Plötzlich unterbrach Tarik die Stille mit einer leisen, aber festen Stimme:

"Ich hab Angst, dass ich wieder Mist bau", sagte er. Seine Stimme klang nicht wie das übliche Geplänkel, sondern drückte eine Ernsthaftigkeit aus, die sie alle an den Rand der Spannung führte.

Ayla, deren Lachen sonst den Raum füllte, legte den Kopf schief und antwortete mit einem unüberlegten, aber ehrlichen Lächeln:

"Dann bau ihn mit uns. Ist besser als allein."

Malik grinste schief, und ein Funkeln in seinen Augen blitzte auf, das mehr sagte als alle Worte:

"Du klingst wie ein Coach."

Die Scherze des Moments flogen durch den Raum, aber Leo bemerkte, wie er selbst mit den Worten von Tarik kämpfte. Diese Angst, nicht genug zu sein oder wieder zu scheitern, war real. Und nicht nur für Tarik.

Leo war still, hörte zu, während sich der Kreis unsichtbar schloss. Er dachte an die vielen Male, als er dachte, er würde alles verlieren. Die Zweifel, die er ständig gegen sich selbst führte. Aber hier, in diesem Moment, war er nicht allein.

"Du hast recht", begann Leo, nachdem er lange nach den richtigen Worten gesucht hatte. Er wollte nicht predigen, wollte nicht die Weisheit des "Erwachsenen" in einem Raum voller Kinder sein. Aber er wusste, was er sagen musste. "Wenn du es allein versuchst, wirst du immer wieder fallen. Aber wenn du dich mit uns verbindest, dann fällst du nicht allein. Dann fallen wir zusammen und helfen uns wieder aufzustehen."

Malik, der still zugehört hatte, nickte langsam. Es war das erste Mal, dass er nicht von der Schuld erdrückt wirkte. In seinen Augen lag ein Leuchten, das Vertrauen ausstrahlte, auch wenn er noch so viel mit sich selbst zu kämpfen hatte.

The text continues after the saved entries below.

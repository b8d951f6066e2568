use std::fmt;

use serde::{Deserialize, Serialize};

/// Thematic lens applied to an insight.
///
/// The variant order is the round-robin order used when assigning categories
/// to insight positions.
#[derive(Debug, Clone, Copy, PartialEq, Eq, Hash, Serialize, Deserialize)]
#[serde(rename_all = "snake_case")]
pub enum Category {
    Emotional,
    HumanTruths,
    Behavioral,
    Cultural,
    Religious,
}

pub const CATEGORY_ORDER: [Category; 5] = [
    Category::Emotional,
    Category::HumanTruths,
    Category::Behavioral,
    Category::Cultural,
    Category::Religious,
];

impl Category {
    /// Category for the insight at `position` in an output list.
    pub fn for_position(position: usize) -> Self {
        CATEGORY_ORDER[position % CATEGORY_ORDER.len()]
    }

    /// Stable key, e.g. "human_truths".
    pub fn key(self) -> &'static str {
        match self {
            Self::Emotional => "emotional",
            Self::HumanTruths => "human_truths",
            Self::Behavioral => "behavioral",
            Self::Cultural => "cultural",
            Self::Religious => "religious",
        }
    }

    /// Human-readable label, e.g. "human truths".
    pub fn label(self) -> &'static str {
        match self {
            Self::HumanTruths => "human truths",
            other => other.key(),
        }
    }
}

impl fmt::Display for Category {
    fn fmt(&self, f: &mut fmt::Formatter<'_>) -> fmt::Result {
        f.write_str(self.key())
    }
}

/// A curated advertising campaign used as source material for insights.
#[derive(Debug, Clone, PartialEq, Eq, Serialize, Deserialize)]
pub struct CampaignRecord {
    /// Campaign title, e.g. "Real Beauty Sketches"
    pub title: String,
    /// Brand (or brand partnership) behind the campaign
    pub brand: String,
    /// Year the campaign was awarded
    pub year: i32,
    /// Sentence-delimited description; only the first clause is used
    pub description: String,
    /// Link to the campaign film, if known
    #[serde(default, skip_serializing_if = "Option::is_none")]
    pub video_link: Option<String>,
}

/// Result of parsing a raw query.
#[derive(Debug, Clone, PartialEq, Eq)]
pub struct ParsedQuery {
    /// Number of insights asked for, always at least 1
    pub requested_count: u32,
    /// Topic text as written by the user (trimmed)
    pub topic: String,
    /// The query exactly as received
    pub raw_query: String,
    /// True when no usable count was found and the default was applied
    pub count_defaulted: bool,
    /// True when no topic remained and the default was applied
    pub topic_defaulted: bool,
}

/// A synthesized statement plus the campaign it was derived from.
#[derive(Debug, Clone, PartialEq, Eq, Serialize, Deserialize)]
#[serde(rename_all = "camelCase")]
pub struct Insight {
    /// Unique within one synthesis call
    pub id: String,
    pub text: String,
    pub category: Category,
    pub campaign_title: String,
    pub brand: String,
    pub year: i32,
    pub video_link: String,
}

/// What a synthesis call hands back to the presentation layer.
#[derive(Debug, Clone, PartialEq, Eq, Serialize, Deserialize)]
pub struct InsightsResponse {
    /// The raw query, echoed unchanged
    pub query: String,
    /// Never empty
    pub insights: Vec<Insight>,
}
mod config;
mod error;
mod mcp_api;
mod server;

use std::sync::Arc;

use rmcp::{ServiceExt, transport::stdio};
use tokio::net::TcpListener;
use tracing::info;
use tracing_subscriber::EnvFilter;

use insight_core::catalog::Catalog;
use insight_core::composer::{OpenerPicker, RandomOpeners, SeededOpeners};
use insight_core::pipeline::SynthesisPipeline;

use config::Config;
use error::AppError;
use server::InsightMinerServer;

#[tokio::main]
async fn main() -> anyhow::Result<()> {
    // stdout is reserved for MCP JSON-RPC
    tracing_subscriber::fmt()
        .with_env_filter(
            EnvFilter::from_default_env().add_directive(tracing::Level::INFO.into()),
        )
        .with_writer(std::io::stderr)
        .with_ansi(false)
        .init();

    info!("starting insight-miner MCP server");

    let config = Config::from_env()?;
    info!(
        catalog = ?config.catalog_path,
        max_insights = config.max_insights,
        latency_ms = config.latency.as_millis(),
        seeded = config.seed.is_some(),
        "configuration loaded"
    );

    let catalog = match &config.catalog_path {
        Some(path) => Catalog::from_path(path).map_err(AppError::from)?,
        None => Catalog::builtin(),
    };
    info!(
        topics = catalog.topics().len(),
        default_campaigns = catalog.default_campaigns().len(),
        "catalog loaded"
    );

    let picker: Arc<dyn OpenerPicker> = match config.seed {
        Some(seed) => Arc::new(SeededOpeners::new(seed)),
        None => Arc::new(RandomOpeners),
    };
    let pipeline = SynthesisPipeline::new(Arc::new(catalog))
        .with_picker(picker)
        .with_options(config.pipeline_options());
    let server = InsightMinerServer::new(Arc::new(pipeline));

    if let Ok(addr) = std::env::var("MCP_TCP_LISTEN_ADDR") {
        let listener = TcpListener::bind(&addr).await?;
        info!(listen_addr = %addr, "MCP server ready, serving on TCP");
        loop {
            let (stream, peer) = listener.accept().await?;
            let server = server.clone();
            tokio::spawn(async move {
                tracing::info!(peer = %peer, "MCP client connected");
                let service = server.serve(stream).await.inspect_err(|e| {
                    tracing::error!(error = %e, "MCP server error");
                })?;
                service.waiting().await?;
                tracing::info!(peer = %peer, "MCP client disconnected");
                Ok::<(), anyhow::Error>(())
            });
        }
    } else {
        info!("MCP server ready, serving on stdio");
        let service = server.serve(stdio()).await.inspect_err(|e| {
            tracing::error!(error = %e, "MCP server error");
        })?;
        service.waiting().await?;
        info!("MCP server shut down");
    }
    Ok(())
}
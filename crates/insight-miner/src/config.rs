use std::path::PathBuf;
use std::time::Duration;

use insight_core::pipeline::{PipelineOptions, DEFAULT_MAX_INSIGHTS};

use crate::error::AppError;

/// Application configuration loaded explicitly from environment variables.
///
/// Everything is optional; with no variables set the server uses the built-in
/// catalog, random openers and no artificial latency.
#[derive(Debug, Clone)]
pub struct Config {
    /// Alternate catalog JSON file. `None` uses the built-in catalog.
    pub catalog_path: Option<PathBuf>,
    /// Upper bound on insights returned per query.
    pub max_insights: u32,
    /// Artificial delay before each response.
    pub latency: Duration,
    /// Fixed seed for opener selection. `None` picks openers at random.
    pub seed: Option<u64>,
}

impl Config {
    /// Optional:
    /// - `INSIGHT_CATALOG_PATH`: path to a catalog JSON file
    /// - `INSIGHT_MAX_COUNT`: ceiling on insights per query (default: 50)
    /// - `INSIGHT_LATENCY_MS`: artificial response delay (default: 0)
    /// - `INSIGHT_SEED`: seed for reproducible opener selection
    pub fn from_env() -> Result<Self, AppError> {
        Self::from_lookup(|key| std::env::var(key).ok())
    }

    fn from_lookup(lookup: impl Fn(&str) -> Option<String>) -> Result<Self, AppError> {
        let catalog_path = lookup("INSIGHT_CATALOG_PATH").map(PathBuf::from);
        if let Some(path) = &catalog_path {
            if !path.exists() {
                return Err(AppError::Config(format!(
                    "catalog file not found: {}",
                    path.display()
                )));
            }
        }

        let max_insights = match lookup("INSIGHT_MAX_COUNT") {
            Some(raw) => raw
                .trim()
                .parse::<u32>()
                .ok()
                .filter(|&n| n > 0)
                .ok_or_else(|| {
                    AppError::Config(format!(
                        "INSIGHT_MAX_COUNT must be a positive integer, got '{raw}'"
                    ))
                })?,
            None => DEFAULT_MAX_INSIGHTS,
        };

        let latency_ms = match lookup("INSIGHT_LATENCY_MS") {
            Some(raw) => raw.trim().parse::<u64>().map_err(|_| {
                AppError::Config(format!(
                    "INSIGHT_LATENCY_MS must be a non-negative integer, got '{raw}'"
                ))
            })?,
            None => 0,
        };

        let seed = match lookup("INSIGHT_SEED") {
            Some(raw) => Some(raw.trim().parse::<u64>().map_err(|_| {
                AppError::Config(format!("INSIGHT_SEED must be an unsigned integer, got '{raw}'"))
            })?),
            None => None,
        };

        Ok(Self {
            catalog_path,
            max_insights,
            latency: Duration::from_millis(latency_ms),
            seed,
        })
    }

    pub fn pipeline_options(&self) -> PipelineOptions {
        PipelineOptions {
            max_insights: self.max_insights,
            latency: self.latency,
        }
    }
}

#[cfg(test)]
mod tests {
    use std::collections::HashMap;

    use super::*;

    fn config_from(vars: &[(&str, &str)]) -> Result<Config, AppError> {
        let vars: HashMap<String, String> = vars
            .iter()
            .map(|(k, v)| (k.to_string(), v.to_string()))
            .collect();
        Config::from_lookup(|key| vars.get(key).cloned())
    }

    #[test]
    fn defaults_without_variables() {
        let config = config_from(&[]).unwrap();
        assert!(config.catalog_path.is_none());
        assert_eq!(config.max_insights, DEFAULT_MAX_INSIGHTS);
        assert_eq!(config.latency, Duration::ZERO);
        assert!(config.seed.is_none());
    }

    #[test]
    fn reads_numeric_settings() {
        let config = config_from(&[
            ("INSIGHT_MAX_COUNT", "12"),
            ("INSIGHT_LATENCY_MS", "1000"),
            ("INSIGHT_SEED", "42"),
        ])
        .unwrap();
        assert_eq!(config.max_insights, 12);
        assert_eq!(config.latency, Duration::from_secs(1));
        assert_eq!(config.seed, Some(42));

        let options = config.pipeline_options();
        assert_eq!(options.max_insights, 12);
        assert_eq!(options.latency, Duration::from_secs(1));
    }

    #[test]
    fn rejects_bad_values() {
        assert!(matches!(
            config_from(&[("INSIGHT_MAX_COUNT", "0")]),
            Err(AppError::Config(_))
        ));
        assert!(matches!(
            config_from(&[("INSIGHT_LATENCY_MS", "soon")]),
            Err(AppError::Config(_))
        ));
        assert!(matches!(
            config_from(&[("INSIGHT_SEED", "-1")]),
            Err(AppError::Config(_))
        ));
        assert!(matches!(
            config_from(&[("INSIGHT_CATALOG_PATH", "/definitely/not/here.json")]),
            Err(AppError::Config(_))
        ));
    }
}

"Das ist es, was ich an dir schätze, Leo", sagte Malik leise, "du willst nicht retten. Du willst, dass wir alle uns gegenseitig retten."

"Es geht nicht darum, Retter zu finden", antwortete Leo. "Es geht darum, zu lernen, zusammen zu bleiben – auch wenn es hart wird."

Seine Worte klangen wie eine Bestätigung dessen, was sie alle suchten: Ein Zuhause, das mehr als nur vier Wände war. Ein Zuhause, das durch den Zusammenhalt derer, die bereit waren zu bleiben, stark wurde.

Tarik saß mit gesenktem Kopf und starrte auf seine Hände. "Ich hab Angst, dass ich wieder scheitere. Aber … ich will das nicht mehr." Der Schmerz in seiner Stimme war nicht mehr zu überhören. Er war kein unerschütterlicher Krieger. Er war ein Junge, der versuchte, sich selbst zu verstehen.

Ayla legte ihre Hand auf seine Schulter, sanft, aber bestimmt: "Keiner hier erwartet, dass du perfekt bist, Tarik. Aber du bist hier, und du gehörst dazu. Der Rest wird schon."

In diesem Moment spürte jeder, dass der Kreis nicht nur eine symbolische Handlung war. Es war ein Weg der Akzeptanz und des Wachsens, ein Test des Vertrauens. Ein Raum, in dem keiner den anderen aufgab, auch nicht in den schwierigsten Momenten.

Am Ende des Treffens standen die Kinder langsam auf, die Gespräche waren ruhig, fast nachdenklich. Einige sprachen weiter miteinander, andere gingen in ihr eigenes Nachdenken.

Der Raum war nicht mehr wie zu Beginn – leer und düster. Jetzt waren die Wände mit selbstgemalten Postern bedeckt, die hoffnungsvolle Sätze trugen, aus den Erlebnissen der Kinder geformt. Einer der Zettel war größer als die anderen, und als Leo ihn betrachtete, las er:

"Ein Raum wird nicht durch Wände stark, sondern durch die Leute, die drinnen bleiben, wenn's kracht."

Leo setzte sich wieder ans Fenster, der Blick ging nach draußen, in die Dämmerung. Ein tiefer Atemzug. Das alte Notizbuch lag noch immer in seinem Schoß. Er las die Worte, die er kürzlich geschrieben hatte:

"Es geht nicht um Retter. Es geht um Kreise. Und wer drin bleibt, wenn sie sich schließen."

Es war mehr als ein Zitat. Es war die Essenz dessen, was dieser Raum, dieser Kreis bedeutete. Und was er noch werden würde.